• **Your instructions**: Filter the entries below, keeping every line that has the word "formats".

• **Data to use**:
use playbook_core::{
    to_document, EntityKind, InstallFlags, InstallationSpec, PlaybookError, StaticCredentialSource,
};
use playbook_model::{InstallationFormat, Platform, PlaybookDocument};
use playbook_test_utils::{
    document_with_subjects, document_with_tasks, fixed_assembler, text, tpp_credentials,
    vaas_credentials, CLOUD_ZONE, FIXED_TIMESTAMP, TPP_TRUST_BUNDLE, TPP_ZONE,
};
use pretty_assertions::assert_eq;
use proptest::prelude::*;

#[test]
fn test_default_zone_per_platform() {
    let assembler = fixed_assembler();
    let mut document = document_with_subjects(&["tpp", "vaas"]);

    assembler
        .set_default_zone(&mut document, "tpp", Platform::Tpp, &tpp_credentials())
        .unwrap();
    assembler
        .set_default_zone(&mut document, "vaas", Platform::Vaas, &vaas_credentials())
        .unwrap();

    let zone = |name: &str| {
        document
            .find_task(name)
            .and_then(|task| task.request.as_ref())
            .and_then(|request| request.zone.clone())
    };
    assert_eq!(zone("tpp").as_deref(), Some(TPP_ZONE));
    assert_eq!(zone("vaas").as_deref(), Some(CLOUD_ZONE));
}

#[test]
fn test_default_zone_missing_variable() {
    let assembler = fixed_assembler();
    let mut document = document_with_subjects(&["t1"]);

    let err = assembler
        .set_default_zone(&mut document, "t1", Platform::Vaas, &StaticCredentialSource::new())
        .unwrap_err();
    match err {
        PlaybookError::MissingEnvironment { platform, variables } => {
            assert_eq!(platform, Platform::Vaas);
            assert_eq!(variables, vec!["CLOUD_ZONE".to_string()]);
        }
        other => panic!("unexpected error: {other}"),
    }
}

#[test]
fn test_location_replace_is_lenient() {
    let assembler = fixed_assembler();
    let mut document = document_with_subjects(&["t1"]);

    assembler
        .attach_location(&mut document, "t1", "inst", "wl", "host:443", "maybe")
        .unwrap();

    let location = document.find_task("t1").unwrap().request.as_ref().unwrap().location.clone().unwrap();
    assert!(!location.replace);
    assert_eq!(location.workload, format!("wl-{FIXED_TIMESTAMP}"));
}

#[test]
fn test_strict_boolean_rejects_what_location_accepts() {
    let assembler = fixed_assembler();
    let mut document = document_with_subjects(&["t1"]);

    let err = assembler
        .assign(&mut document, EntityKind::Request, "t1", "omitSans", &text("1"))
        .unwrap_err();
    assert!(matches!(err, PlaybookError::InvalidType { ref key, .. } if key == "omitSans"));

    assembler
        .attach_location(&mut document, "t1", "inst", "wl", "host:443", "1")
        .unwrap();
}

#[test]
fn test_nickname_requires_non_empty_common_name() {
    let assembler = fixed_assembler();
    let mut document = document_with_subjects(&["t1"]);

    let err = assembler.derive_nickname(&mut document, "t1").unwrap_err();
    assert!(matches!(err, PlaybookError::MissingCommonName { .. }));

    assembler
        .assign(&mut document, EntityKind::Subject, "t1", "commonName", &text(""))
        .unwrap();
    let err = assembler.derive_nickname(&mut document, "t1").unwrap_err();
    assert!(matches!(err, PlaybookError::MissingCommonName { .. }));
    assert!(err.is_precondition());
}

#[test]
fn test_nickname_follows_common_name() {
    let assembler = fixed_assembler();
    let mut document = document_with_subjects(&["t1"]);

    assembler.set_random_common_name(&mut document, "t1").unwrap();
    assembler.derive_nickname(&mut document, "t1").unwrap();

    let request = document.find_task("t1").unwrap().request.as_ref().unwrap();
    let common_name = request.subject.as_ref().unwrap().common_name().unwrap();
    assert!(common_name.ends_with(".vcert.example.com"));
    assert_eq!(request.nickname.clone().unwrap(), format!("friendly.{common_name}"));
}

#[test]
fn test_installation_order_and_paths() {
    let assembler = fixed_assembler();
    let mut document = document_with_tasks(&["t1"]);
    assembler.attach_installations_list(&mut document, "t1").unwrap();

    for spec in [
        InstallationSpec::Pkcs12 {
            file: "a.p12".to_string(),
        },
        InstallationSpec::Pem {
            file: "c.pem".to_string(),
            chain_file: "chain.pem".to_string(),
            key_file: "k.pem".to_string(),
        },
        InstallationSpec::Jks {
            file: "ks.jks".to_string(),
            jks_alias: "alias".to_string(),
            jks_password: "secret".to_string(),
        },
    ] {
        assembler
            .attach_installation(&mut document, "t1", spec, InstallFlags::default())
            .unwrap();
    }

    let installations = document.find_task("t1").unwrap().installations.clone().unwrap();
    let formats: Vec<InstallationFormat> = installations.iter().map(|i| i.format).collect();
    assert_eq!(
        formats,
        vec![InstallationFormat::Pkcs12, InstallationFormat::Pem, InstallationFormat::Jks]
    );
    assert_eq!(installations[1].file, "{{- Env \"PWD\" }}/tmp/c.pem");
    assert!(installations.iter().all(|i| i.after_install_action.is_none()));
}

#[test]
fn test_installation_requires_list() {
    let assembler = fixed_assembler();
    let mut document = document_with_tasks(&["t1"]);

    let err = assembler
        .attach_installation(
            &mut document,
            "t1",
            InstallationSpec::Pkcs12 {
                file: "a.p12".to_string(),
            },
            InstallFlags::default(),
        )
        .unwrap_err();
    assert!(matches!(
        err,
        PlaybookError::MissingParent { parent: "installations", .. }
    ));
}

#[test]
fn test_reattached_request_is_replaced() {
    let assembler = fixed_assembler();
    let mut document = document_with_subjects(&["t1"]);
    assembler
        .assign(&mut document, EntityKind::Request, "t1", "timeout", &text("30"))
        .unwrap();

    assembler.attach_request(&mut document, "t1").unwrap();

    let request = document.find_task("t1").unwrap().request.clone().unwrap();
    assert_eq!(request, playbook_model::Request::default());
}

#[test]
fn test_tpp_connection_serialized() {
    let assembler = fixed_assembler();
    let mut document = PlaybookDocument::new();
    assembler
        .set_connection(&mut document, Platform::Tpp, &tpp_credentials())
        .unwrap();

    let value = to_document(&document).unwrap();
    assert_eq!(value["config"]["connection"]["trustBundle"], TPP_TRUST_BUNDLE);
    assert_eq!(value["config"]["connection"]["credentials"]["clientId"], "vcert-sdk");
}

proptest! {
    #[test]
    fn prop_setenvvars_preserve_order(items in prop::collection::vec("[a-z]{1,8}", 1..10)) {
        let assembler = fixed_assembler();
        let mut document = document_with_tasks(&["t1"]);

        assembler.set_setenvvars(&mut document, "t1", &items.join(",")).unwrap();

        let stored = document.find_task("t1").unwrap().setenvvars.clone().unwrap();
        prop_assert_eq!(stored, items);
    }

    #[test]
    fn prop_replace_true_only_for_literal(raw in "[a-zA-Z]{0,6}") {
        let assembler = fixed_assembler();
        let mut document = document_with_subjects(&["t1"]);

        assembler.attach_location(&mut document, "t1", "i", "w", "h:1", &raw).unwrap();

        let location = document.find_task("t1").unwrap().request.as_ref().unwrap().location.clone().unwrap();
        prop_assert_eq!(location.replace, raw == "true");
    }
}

• **Task output**:
    let formats: Vec<InstallationFormat> = installations.iter().map(|i| i.format).collect();
        formats,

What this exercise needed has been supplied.